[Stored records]
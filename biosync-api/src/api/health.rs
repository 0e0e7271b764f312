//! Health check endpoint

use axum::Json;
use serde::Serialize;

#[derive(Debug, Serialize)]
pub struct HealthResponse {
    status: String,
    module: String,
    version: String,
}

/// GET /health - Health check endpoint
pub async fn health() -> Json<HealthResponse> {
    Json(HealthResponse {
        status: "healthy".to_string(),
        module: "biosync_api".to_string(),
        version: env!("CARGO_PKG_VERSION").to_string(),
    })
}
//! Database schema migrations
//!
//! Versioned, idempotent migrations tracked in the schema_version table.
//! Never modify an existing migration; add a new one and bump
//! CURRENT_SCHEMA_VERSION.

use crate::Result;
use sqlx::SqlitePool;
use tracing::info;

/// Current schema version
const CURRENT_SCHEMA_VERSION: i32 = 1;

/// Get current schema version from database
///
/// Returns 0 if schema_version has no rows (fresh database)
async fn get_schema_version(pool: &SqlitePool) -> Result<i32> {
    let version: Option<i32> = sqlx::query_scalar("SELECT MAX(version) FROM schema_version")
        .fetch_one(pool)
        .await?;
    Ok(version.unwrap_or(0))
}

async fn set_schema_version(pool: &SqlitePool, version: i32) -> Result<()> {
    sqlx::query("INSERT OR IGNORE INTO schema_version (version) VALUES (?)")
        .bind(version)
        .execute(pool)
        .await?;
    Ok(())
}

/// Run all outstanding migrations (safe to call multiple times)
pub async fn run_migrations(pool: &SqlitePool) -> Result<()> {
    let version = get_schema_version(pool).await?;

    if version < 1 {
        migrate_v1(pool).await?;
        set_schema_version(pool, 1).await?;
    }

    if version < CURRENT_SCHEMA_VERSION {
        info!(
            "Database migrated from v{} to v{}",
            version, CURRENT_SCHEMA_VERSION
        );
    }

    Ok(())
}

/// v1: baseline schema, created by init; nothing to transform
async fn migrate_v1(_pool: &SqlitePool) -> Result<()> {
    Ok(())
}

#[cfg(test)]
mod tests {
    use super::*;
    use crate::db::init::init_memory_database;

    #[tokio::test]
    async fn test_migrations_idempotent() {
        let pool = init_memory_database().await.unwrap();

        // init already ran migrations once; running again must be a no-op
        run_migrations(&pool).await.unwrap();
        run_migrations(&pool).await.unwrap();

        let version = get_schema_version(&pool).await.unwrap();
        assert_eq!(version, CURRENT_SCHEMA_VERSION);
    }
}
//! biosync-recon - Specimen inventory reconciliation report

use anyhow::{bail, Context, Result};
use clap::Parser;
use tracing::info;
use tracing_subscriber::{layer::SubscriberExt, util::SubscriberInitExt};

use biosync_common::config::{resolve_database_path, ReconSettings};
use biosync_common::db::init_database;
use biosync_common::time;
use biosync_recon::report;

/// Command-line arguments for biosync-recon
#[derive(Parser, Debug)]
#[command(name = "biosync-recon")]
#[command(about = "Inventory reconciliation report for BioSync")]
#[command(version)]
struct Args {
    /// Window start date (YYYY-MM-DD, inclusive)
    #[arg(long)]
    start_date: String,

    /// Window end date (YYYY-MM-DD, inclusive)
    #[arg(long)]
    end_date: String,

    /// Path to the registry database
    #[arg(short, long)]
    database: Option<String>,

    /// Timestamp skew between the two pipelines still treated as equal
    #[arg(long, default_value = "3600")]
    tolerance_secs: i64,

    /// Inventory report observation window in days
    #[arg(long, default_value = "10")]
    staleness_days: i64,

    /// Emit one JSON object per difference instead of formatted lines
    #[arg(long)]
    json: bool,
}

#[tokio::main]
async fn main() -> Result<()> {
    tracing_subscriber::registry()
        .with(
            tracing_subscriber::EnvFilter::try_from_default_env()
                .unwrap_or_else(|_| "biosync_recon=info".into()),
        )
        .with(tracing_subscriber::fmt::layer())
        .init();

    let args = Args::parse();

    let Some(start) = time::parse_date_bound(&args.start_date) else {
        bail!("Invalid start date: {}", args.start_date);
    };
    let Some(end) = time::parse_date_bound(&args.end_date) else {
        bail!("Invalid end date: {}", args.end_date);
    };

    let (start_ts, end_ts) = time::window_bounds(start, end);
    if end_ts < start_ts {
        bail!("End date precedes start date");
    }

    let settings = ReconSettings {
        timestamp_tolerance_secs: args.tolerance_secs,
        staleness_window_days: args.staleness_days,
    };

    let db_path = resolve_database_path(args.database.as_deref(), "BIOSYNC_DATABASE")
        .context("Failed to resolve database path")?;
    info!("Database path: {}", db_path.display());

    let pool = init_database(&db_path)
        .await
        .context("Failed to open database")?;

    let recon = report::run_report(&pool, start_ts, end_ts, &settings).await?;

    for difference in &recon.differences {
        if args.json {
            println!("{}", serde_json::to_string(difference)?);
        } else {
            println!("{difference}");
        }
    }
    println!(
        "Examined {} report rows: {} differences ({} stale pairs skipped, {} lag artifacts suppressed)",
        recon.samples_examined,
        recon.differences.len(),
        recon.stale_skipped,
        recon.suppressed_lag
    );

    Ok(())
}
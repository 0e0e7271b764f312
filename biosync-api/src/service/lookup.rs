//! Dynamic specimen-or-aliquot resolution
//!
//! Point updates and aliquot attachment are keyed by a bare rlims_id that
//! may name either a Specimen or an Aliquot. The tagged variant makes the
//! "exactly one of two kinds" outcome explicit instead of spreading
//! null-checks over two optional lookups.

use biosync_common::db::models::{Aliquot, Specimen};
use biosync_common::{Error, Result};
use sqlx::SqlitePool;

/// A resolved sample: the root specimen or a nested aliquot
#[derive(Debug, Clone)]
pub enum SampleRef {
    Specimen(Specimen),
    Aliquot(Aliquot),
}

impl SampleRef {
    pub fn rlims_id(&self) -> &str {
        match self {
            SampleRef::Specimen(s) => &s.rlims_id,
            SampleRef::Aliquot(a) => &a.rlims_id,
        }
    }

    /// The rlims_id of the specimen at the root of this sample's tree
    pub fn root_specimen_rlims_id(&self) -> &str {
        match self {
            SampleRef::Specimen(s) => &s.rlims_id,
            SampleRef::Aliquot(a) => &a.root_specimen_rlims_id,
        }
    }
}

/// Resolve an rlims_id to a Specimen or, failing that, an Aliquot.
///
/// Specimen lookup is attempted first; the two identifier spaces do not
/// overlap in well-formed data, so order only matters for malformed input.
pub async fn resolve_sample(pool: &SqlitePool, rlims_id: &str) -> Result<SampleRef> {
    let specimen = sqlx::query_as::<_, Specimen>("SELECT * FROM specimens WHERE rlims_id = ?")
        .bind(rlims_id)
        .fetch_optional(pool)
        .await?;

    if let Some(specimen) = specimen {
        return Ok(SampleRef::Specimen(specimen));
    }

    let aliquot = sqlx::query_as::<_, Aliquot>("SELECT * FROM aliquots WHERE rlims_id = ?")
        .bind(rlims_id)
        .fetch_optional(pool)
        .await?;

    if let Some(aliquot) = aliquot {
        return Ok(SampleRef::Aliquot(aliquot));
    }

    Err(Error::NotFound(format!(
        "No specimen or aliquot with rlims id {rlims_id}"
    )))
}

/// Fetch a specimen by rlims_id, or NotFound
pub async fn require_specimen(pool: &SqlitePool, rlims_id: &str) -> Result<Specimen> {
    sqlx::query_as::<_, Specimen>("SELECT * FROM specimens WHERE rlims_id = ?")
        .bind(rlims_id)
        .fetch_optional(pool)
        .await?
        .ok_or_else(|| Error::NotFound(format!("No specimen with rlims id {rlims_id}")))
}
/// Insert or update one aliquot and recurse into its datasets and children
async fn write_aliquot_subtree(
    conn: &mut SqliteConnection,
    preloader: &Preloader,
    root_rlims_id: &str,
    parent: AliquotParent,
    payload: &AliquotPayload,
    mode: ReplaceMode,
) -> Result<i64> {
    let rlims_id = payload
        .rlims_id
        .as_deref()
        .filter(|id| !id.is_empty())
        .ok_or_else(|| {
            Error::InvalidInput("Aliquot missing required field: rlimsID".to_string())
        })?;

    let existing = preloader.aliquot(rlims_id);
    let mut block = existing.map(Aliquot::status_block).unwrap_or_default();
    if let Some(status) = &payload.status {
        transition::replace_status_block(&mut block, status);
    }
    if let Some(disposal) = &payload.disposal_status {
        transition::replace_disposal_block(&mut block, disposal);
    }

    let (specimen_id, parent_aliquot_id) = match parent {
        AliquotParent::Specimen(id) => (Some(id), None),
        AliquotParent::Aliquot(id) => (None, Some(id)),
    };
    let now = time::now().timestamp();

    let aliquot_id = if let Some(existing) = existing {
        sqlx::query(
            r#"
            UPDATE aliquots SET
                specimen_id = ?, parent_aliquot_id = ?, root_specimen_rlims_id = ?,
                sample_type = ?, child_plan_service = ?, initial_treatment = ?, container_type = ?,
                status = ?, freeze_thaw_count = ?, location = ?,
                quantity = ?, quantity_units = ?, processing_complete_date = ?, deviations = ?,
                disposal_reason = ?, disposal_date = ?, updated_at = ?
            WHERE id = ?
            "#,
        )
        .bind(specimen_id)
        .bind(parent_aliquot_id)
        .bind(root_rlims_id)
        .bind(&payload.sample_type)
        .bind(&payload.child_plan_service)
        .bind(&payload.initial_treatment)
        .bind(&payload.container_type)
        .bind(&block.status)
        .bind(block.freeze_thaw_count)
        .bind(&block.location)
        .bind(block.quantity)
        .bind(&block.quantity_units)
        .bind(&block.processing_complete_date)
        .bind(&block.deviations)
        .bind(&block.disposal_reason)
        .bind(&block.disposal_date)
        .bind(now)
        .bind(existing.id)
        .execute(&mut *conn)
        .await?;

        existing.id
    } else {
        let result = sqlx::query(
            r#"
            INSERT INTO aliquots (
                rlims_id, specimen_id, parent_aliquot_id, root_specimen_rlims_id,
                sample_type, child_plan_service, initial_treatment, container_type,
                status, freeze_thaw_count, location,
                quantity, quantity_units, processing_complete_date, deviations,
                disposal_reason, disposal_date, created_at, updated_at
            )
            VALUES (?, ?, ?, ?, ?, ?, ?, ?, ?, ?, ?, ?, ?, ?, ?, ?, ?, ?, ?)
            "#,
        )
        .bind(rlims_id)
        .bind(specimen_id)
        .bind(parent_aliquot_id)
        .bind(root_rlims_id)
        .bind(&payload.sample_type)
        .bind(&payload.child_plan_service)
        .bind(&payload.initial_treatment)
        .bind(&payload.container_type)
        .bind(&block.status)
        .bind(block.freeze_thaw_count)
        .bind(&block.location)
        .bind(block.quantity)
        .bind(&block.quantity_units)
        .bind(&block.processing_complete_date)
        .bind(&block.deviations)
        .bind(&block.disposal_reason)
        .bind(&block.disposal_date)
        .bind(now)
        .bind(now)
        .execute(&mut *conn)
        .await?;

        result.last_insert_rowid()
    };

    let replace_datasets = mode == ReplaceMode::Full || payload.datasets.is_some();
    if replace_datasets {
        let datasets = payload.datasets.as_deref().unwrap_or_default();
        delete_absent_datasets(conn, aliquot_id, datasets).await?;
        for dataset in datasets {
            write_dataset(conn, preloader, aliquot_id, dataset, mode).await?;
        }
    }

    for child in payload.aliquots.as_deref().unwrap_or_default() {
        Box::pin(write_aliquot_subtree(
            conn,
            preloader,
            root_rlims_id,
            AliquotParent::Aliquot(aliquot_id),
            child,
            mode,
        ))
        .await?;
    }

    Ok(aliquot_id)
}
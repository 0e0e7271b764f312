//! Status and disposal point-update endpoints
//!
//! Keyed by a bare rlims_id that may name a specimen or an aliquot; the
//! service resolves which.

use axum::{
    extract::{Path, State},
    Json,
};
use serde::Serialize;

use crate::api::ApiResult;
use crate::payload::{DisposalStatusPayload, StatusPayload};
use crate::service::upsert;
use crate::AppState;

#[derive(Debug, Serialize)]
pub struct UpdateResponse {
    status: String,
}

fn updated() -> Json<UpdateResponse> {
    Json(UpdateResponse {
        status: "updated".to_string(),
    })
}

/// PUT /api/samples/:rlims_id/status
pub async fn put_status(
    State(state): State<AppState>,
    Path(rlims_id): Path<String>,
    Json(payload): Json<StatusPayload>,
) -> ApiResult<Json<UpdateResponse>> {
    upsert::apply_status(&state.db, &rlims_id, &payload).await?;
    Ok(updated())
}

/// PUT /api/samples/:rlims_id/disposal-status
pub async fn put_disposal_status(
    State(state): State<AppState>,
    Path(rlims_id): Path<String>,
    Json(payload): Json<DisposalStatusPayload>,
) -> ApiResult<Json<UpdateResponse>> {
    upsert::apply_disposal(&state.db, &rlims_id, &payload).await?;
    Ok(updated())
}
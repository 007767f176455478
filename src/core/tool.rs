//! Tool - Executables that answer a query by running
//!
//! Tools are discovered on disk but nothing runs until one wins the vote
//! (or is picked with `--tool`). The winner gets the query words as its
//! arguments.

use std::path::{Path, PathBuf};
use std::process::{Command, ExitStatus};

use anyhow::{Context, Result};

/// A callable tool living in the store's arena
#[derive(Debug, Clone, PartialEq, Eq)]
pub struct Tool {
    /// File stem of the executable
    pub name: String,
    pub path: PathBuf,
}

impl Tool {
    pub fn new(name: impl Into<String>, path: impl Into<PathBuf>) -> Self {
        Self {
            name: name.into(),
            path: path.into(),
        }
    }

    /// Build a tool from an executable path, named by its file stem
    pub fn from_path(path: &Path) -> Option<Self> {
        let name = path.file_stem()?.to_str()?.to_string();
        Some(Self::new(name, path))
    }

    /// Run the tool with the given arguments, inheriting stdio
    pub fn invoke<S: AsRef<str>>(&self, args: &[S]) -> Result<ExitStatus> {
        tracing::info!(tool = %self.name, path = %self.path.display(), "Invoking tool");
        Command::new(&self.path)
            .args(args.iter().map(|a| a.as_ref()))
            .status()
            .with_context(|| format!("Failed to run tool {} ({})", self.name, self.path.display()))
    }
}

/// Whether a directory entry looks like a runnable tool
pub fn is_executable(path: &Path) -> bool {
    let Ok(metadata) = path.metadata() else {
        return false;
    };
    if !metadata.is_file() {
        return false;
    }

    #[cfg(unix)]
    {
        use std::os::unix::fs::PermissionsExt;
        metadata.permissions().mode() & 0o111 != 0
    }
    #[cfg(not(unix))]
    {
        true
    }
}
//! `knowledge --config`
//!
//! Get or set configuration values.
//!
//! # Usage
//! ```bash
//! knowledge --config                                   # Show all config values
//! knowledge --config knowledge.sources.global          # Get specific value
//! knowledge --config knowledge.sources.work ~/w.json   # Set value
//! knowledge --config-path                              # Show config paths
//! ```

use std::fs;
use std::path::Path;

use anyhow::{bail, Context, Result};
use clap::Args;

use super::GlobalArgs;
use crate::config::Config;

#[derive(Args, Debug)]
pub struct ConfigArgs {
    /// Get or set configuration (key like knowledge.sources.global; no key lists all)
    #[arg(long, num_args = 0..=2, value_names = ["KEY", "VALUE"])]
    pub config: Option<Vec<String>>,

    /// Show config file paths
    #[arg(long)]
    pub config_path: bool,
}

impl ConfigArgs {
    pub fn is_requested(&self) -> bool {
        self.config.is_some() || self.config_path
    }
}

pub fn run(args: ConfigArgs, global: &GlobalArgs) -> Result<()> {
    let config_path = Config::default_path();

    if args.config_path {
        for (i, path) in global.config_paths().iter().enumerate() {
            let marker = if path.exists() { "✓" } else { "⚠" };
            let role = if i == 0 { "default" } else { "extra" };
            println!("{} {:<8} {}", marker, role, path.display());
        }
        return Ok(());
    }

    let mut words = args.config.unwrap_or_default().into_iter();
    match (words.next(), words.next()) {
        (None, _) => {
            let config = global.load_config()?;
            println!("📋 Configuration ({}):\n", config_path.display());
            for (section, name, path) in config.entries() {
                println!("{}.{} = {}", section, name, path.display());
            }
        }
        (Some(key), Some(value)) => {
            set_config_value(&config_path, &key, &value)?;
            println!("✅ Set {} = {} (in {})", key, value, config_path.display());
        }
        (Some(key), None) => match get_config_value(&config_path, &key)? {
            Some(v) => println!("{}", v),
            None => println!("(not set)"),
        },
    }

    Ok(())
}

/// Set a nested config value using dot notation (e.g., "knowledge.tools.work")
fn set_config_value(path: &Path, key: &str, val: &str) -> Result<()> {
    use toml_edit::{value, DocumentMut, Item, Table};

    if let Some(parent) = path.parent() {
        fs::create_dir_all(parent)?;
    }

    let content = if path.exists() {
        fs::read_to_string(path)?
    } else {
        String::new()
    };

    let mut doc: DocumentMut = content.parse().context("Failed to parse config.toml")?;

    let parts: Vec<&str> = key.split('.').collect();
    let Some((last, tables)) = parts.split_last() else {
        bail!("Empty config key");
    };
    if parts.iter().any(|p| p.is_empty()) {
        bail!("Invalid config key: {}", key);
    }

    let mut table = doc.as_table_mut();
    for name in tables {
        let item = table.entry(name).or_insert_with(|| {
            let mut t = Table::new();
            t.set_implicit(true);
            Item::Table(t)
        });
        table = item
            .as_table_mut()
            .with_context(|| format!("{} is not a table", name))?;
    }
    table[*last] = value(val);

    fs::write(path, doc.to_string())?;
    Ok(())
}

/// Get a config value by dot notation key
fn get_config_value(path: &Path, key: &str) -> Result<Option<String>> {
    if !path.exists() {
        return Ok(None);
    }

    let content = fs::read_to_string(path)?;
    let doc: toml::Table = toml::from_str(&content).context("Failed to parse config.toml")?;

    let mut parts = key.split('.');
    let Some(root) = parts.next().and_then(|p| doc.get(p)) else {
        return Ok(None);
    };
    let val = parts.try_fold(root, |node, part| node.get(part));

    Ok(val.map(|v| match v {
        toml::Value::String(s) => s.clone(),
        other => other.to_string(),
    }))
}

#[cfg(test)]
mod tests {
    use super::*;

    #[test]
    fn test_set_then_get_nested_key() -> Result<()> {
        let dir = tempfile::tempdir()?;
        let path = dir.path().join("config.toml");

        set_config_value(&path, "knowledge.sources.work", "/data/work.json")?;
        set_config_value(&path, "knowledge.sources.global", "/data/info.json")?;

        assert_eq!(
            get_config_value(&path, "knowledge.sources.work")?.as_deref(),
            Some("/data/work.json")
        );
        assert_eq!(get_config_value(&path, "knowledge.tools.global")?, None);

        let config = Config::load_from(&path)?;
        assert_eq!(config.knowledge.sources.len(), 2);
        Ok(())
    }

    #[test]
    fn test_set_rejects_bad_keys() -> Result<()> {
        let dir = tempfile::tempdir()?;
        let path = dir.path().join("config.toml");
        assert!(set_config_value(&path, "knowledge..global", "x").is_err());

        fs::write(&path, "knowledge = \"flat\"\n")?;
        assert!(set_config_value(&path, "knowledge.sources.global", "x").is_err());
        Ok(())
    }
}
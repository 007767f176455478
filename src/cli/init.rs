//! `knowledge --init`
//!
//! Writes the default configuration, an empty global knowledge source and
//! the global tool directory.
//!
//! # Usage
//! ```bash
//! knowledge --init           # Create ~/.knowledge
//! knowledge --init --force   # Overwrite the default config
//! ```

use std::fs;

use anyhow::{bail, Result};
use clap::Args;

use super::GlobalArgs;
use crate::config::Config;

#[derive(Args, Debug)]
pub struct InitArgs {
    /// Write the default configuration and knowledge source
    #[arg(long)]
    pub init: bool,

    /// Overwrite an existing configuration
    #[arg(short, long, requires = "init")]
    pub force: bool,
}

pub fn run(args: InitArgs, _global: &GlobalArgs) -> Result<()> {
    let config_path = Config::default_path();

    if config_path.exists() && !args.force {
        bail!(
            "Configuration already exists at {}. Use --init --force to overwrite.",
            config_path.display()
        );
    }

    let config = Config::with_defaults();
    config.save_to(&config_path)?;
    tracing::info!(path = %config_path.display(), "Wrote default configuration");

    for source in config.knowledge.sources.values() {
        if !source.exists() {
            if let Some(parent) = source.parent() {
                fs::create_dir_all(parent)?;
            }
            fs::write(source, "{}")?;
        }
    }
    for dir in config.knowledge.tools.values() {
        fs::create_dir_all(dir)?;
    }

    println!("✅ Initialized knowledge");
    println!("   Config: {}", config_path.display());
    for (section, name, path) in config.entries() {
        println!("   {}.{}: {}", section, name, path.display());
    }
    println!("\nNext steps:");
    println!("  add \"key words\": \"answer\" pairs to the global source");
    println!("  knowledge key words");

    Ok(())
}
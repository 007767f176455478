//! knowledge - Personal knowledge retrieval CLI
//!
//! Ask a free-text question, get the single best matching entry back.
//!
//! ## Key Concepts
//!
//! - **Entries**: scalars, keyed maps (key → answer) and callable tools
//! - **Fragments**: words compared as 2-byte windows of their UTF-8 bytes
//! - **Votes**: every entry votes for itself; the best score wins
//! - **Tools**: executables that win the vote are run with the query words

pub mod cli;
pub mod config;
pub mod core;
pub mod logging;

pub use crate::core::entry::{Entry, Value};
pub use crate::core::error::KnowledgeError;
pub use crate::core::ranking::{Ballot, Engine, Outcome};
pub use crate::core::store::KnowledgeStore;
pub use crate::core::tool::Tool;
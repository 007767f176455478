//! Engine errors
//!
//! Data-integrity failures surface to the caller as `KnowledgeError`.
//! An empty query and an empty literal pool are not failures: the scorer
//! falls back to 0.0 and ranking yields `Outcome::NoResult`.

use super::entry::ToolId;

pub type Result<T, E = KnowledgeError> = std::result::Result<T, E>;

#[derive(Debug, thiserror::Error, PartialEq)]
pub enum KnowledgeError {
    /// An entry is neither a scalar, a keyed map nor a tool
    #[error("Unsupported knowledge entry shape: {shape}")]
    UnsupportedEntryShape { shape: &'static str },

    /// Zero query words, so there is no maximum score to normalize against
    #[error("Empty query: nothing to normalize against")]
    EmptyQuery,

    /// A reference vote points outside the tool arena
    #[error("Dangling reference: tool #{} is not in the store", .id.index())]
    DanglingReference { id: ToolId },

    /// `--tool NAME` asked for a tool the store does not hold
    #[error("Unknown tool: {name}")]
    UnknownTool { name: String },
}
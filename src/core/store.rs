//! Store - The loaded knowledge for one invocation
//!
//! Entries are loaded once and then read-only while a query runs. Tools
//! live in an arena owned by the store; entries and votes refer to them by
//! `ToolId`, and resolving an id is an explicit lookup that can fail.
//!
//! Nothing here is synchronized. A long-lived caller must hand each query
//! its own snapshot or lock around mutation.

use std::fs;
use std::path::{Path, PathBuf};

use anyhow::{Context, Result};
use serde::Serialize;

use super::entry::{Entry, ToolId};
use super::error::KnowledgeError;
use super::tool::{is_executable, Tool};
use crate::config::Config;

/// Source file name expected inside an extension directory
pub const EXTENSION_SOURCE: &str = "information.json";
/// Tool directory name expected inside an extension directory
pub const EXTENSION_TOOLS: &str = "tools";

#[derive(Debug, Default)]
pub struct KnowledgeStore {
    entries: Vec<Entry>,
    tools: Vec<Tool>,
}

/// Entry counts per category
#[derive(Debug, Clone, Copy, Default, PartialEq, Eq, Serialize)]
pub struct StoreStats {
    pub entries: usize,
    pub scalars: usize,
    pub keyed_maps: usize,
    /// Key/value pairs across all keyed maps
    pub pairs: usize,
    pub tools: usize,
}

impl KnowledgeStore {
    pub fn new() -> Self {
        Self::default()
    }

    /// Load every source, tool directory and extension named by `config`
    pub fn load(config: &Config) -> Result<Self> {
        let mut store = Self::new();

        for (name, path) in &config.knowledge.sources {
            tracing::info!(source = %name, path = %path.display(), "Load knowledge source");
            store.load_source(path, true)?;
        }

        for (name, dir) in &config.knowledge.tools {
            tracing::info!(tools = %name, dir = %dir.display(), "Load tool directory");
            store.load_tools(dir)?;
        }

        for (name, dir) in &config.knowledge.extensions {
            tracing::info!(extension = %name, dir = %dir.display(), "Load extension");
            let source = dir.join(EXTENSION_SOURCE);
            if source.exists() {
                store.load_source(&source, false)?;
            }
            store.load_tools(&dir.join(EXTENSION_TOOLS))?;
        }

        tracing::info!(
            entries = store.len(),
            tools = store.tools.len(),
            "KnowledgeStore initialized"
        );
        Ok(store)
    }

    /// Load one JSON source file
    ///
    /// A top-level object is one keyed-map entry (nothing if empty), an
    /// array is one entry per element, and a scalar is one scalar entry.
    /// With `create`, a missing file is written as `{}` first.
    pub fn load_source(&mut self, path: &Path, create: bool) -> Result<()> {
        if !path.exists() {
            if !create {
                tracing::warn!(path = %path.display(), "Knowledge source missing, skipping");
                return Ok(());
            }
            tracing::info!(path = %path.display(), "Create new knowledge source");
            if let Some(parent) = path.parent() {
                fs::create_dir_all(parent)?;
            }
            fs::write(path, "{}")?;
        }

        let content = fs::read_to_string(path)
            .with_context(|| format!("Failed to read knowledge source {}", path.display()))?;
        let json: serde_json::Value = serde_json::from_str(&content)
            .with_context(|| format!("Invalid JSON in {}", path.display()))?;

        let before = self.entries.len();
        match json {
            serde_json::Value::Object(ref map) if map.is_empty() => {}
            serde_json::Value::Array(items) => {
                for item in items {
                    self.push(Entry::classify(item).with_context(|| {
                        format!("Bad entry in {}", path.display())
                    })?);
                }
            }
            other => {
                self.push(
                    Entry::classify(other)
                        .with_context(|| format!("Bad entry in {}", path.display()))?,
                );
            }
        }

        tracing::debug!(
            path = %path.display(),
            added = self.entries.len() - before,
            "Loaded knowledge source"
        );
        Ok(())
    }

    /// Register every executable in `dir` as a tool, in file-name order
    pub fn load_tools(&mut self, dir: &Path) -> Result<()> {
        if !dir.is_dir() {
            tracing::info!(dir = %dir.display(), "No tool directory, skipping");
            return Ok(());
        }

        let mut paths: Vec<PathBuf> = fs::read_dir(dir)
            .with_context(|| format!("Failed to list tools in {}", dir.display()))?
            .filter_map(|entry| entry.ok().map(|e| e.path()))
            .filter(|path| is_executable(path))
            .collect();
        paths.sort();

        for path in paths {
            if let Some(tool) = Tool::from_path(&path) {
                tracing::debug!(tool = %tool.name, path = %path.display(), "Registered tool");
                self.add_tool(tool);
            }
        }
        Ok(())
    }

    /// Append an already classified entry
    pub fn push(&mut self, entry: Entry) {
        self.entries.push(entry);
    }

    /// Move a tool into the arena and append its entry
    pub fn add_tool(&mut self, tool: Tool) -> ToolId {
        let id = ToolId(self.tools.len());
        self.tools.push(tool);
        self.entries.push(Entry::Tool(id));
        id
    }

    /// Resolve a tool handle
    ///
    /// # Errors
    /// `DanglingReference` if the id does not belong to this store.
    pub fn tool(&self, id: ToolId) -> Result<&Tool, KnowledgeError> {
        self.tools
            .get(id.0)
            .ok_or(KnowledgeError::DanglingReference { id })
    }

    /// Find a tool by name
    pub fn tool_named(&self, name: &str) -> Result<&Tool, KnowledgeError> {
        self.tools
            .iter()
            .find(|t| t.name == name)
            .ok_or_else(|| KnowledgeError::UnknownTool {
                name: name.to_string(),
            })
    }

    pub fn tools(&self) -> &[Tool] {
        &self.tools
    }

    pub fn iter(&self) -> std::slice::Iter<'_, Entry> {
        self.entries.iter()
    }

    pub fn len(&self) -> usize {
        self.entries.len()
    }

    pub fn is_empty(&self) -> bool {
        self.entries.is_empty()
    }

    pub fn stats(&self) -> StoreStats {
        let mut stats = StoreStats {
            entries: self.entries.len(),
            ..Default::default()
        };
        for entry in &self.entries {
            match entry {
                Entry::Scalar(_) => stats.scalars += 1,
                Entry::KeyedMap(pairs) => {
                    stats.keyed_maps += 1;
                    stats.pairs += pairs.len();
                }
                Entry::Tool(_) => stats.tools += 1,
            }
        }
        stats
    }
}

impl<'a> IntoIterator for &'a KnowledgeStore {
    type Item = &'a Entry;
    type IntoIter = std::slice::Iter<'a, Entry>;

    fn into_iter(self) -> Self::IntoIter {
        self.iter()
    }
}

### [Task objective]
Each line of the entries that contains the word "deviations" should be listed.

### [Task answer]
                quantity = ?, quantity_units = ?, processing_complete_date = ?, deviations = ?,
        .bind(&block.deviations)
                quantity, quantity_units, processing_complete_date, deviations,
        .bind(&block.deviations)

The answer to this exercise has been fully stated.